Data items
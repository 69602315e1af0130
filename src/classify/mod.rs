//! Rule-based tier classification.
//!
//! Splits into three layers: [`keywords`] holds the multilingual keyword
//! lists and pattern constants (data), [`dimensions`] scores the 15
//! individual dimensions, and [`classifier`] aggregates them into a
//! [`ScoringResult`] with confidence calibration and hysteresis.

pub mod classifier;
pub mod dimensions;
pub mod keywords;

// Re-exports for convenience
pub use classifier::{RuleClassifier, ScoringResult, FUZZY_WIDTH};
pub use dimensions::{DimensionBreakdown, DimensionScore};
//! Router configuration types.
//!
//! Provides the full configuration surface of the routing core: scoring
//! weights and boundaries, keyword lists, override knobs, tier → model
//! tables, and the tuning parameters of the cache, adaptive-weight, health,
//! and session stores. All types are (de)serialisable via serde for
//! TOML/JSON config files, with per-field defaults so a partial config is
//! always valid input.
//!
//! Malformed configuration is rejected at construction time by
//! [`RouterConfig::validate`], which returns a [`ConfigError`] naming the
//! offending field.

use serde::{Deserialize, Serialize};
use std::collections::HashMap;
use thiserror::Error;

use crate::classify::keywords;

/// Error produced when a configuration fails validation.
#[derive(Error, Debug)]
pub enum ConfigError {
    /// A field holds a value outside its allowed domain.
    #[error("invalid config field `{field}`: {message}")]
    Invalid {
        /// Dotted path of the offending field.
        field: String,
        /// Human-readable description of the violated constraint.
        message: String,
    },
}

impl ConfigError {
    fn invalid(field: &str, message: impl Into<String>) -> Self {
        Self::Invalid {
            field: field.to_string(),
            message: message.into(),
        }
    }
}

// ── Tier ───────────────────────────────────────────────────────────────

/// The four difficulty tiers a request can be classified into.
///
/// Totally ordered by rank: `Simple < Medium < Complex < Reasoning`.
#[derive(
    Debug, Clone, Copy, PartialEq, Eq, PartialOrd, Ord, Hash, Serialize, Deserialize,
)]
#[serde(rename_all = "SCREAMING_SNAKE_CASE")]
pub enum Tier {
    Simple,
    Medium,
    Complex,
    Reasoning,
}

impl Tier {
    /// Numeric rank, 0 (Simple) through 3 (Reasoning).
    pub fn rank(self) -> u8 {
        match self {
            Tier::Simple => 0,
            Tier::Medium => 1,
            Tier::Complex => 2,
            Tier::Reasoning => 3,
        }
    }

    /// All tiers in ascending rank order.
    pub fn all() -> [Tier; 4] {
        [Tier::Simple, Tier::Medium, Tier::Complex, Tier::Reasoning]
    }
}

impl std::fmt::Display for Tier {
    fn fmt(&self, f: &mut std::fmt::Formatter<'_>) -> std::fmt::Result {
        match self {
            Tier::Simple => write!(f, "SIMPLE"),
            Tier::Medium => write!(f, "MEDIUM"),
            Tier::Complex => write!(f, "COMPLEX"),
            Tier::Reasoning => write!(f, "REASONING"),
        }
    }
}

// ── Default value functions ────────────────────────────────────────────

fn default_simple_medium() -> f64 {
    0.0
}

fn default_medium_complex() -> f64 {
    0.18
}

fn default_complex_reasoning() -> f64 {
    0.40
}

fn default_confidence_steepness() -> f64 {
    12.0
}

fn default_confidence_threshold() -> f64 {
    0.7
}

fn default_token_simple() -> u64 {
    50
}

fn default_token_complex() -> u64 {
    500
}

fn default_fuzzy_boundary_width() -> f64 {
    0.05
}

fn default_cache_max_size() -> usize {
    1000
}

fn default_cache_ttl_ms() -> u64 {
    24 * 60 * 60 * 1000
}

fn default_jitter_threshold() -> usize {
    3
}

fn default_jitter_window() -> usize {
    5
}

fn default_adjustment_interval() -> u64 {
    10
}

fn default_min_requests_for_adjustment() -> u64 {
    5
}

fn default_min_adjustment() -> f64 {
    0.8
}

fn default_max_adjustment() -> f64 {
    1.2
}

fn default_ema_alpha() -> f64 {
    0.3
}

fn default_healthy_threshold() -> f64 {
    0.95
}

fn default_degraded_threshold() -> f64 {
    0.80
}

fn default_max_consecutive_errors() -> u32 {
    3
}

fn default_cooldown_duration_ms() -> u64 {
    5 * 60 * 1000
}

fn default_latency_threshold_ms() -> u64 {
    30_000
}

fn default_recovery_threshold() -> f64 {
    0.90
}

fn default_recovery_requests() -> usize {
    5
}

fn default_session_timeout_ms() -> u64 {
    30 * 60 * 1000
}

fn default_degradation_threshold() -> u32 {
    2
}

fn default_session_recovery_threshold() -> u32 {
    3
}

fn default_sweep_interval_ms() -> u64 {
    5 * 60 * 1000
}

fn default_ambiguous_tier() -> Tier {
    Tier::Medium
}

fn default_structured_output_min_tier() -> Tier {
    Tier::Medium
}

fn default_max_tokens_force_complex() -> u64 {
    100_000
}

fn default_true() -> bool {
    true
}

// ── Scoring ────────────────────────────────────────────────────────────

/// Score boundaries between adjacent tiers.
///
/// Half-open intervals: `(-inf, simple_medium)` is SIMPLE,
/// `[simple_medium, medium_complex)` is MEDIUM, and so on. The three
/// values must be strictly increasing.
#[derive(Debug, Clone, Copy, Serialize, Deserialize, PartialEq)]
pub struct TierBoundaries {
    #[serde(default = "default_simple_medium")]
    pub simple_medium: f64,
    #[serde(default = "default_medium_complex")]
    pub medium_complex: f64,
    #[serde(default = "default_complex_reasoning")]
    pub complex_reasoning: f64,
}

§ Work request: Using only the data above, copy out the lines that include the word "Serialize".

§ Written answer:
use serde::{Deserialize, Serialize};
    Debug, Clone, Copy, PartialEq, Eq, PartialOrd, Ord, Hash, Serialize, Deserialize,
#[derive(Debug, Clone, Copy, Serialize, Deserialize, PartialEq)]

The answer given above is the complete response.